Like last year’s original grand jury indictment on four felony counts, (.pdf) the superseding indictment (.pdf) unveiled Thursday accuses Swartz of evading MIT’s attempts to kick his laptop off the network while downloading millions of documents from JSTOR, a not-for-profit company that provides searchable, digitized copies of academic journals that are normally inaccessible to the public.
Using a program named keepgrabbing.py, the scraping took place from September 2010 to January 2011 via MIT’s network, and was invasive enough to bring down JSTOR’s servers on several occasions, according to the indictment.
Disclosure: Swartz was part of a small team that sold Reddit to Condé Nast, Wired’s parent company, and has done coding work for Wired.

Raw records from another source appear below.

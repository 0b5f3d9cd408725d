pub mod binary;
pub mod convert;
pub mod descriptor;
pub mod error;
pub mod format;
pub mod image;
pub mod payload;
pub mod sections;

pub use binary::*;
pub use convert::*;
pub use descriptor::*;
pub use error::{Result, TableError};
pub use format::{detect_format, ContainerFormat, ContainerRules};
pub use image::*;
pub use payload::*;
pub use sections::*;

In essence, many of the charges stem from Swartz allegedly breaching the terms of service agreement for those using the research service.

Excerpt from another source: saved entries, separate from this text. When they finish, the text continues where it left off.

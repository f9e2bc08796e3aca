use anyhow::{Context, Result};
use clap::{Parser, ValueEnum};
use grid_snake::audio::{Silent, SoundSink, TerminalBell};
use grid_snake::game::{Difficulty, GameConfig, GameEngine};
use grid_snake::modes::HumanMode;
use grid_snake::paths;
use grid_snake::score::{FileHighScoreStore, Scoreboard};
use log::info;
use simplelog::{Config, LevelFilter, WriteLogger};
use std::fs::File;
use std::path::{Path, PathBuf};

#[derive(Parser)]
#[command(name = "grid_snake")]
#[command(version, about = "Snake in the terminal, with obstacles and bonus food")]
struct Cli {
    /// Difficulty selected on the start screen
    #[arg(long, default_value = "easy")]
    difficulty: Difficulty,

    /// Grid width (overrides the config file)
    #[arg(long)]
    width: Option<usize>,

    /// Grid height (overrides the config file)
    #[arg(long)]
    height: Option<usize>,

    /// JSON file with game settings
    #[arg(long)]
    config: Option<PathBuf>,

    /// High-score file [default: <data dir>/highscore.txt]
    #[arg(long)]
    score_file: Option<PathBuf>,

    /// Seed for reproducible food and obstacle placement
    #[arg(long)]
    seed: Option<u64>,

    /// Disable the terminal bell
    #[arg(long)]
    mute: bool,

    /// Log file [default: <data dir>/grid_snake.log]
    #[arg(long)]
    log_file: Option<PathBuf>,

    /// Log verbosity
    #[arg(long, value_enum, default_value = "info")]
    log_level: LogLevel,
}

#[derive(Clone, Copy, ValueEnum)]
enum LogLevel {
    Error,
    Warn,
    Info,
    Debug,
    Trace,
}

impl From<LogLevel> for LevelFilter {
    fn from(level: LogLevel) -> Self {
        match level {
            LogLevel::Error => LevelFilter::Error,
            LogLevel::Warn => LevelFilter::Warn,
            LogLevel::Info => LevelFilter::Info,
            LogLevel::Debug => LevelFilter::Debug,
            LogLevel::Trace => LevelFilter::Trace,
        }
    }
}

/// The terminal belongs to the UI, so logs go to a file. Without a writable
/// log file the game still runs, just unlogged.
fn init_logging(path: &Path, level: LevelFilter) {
    if let Some(parent) = path.parent() {
        let _ = std::fs::create_dir_all(parent);
    }
    let Ok(file) = File::create(path) else {
        return;
    };
    let _ = WriteLogger::init(level, Config::default(), file);
}

fn build_config(cli: &Cli) -> Result<GameConfig> {
    let mut config = match &cli.config {
        Some(path) => GameConfig::load(path)
            .with_context(|| format!("Failed to load config from {:?}", path))?,
        None => GameConfig::default(),
    };

    if let Some(width) = cli.width {
        config.grid_width = width;
    }
    if let Some(height) = cli.height {
        config.grid_height = height;
    }

    config.validate().context("Invalid game settings")?;
    Ok(config)
}

#[tokio::main]
async fn main() -> Result<()> {
    let cli = Cli::parse();

    let log_path = cli.log_file.clone().unwrap_or_else(paths::default_log_path);
    init_logging(&log_path, cli.log_level.into());
    info!("starting grid_snake {}", env!("CARGO_PKG_VERSION"));

    let config = build_config(&cli)?;
    info!(
        "grid {}x{}, bonus every {} foods for {} ticks",
        config.grid_width, config.grid_height, config.bonus_every, config.bonus_lifetime
    );

    let engine = match cli.seed {
        Some(seed) => GameEngine::with_seed(config, seed),
        None => GameEngine::new(config),
    }
    .context("Failed to create game engine")?;

    let score_path = cli
        .score_file
        .clone()
        .unwrap_or_else(paths::default_high_score_path);
    let scoreboard = Scoreboard::new(FileHighScoreStore::new(score_path));
    info!("high score {}", scoreboard.high_score());

    let sound: Box<dyn SoundSink> = if cli.mute {
        Box::new(Silent)
    } else {
        Box::new(TerminalBell::new())
    };

    let mut human_mode = HumanMode::new(engine, cli.difficulty, scoreboard, sound);
    human_mode.run().await?;

    info!("bye");
    Ok(())
}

“JSTOR authorizes users to download a limited number of journal articles at a time,” according to the latest indictment. “Before being given access to JSTOR’s digital archive, each user must agree and acknowledge that they cannot download or export content from JSTOR’s computer servers with automated programs such as web robots, spiders, and scrapers. JSTOR also uses computerized measures to prevent users from downloading an unauthorized number of articles using automated techniques.”
MIT authorizes guests to use the service, which was the case with Swartz, who at the time was a fellow at Harvard’s Safra Center for Ethics.
The case tests the reach of the Computer Fraud and Abuse Act, which was passed in 1984 to enhance the government’s ability to prosecute hackers who accessed computers to steal information or to disrupt or destroy computer functionality.
The government, however, has interpreted the anti-hacking provisions to include activities such as violating a website’s terms of service or a company’s computer usage policy, a position a federal appeals court in April said means “millions of unsuspecting individuals would find that they are engaging in criminal conduct.” The 9th U.S. Circuit Court of Appeals, in limiting reach of the CFAA, said that violations of employee contract agreements and websites’ terms of service were better left to civil lawsuits.
The rulings by the 9th Circuit cover the West, and not Massachusetts, meaning they are not binding in Swartz’ prosecution. The Obama administration has declined to appeal the ruling to the Supreme Court.
The indictment accuses Swartz of repeatedly spoofing the MAC address — an identifier that is usually static — of his computer after MIT blocked his computer based on that number. The grand jury indictment also notes that Swartz didn’t provide a real e-mail address when registering on the network. Swartz also allegedly snuck an Acer laptop bought just for the downloading into a closet at MIT in order to get a persistent connection to the network.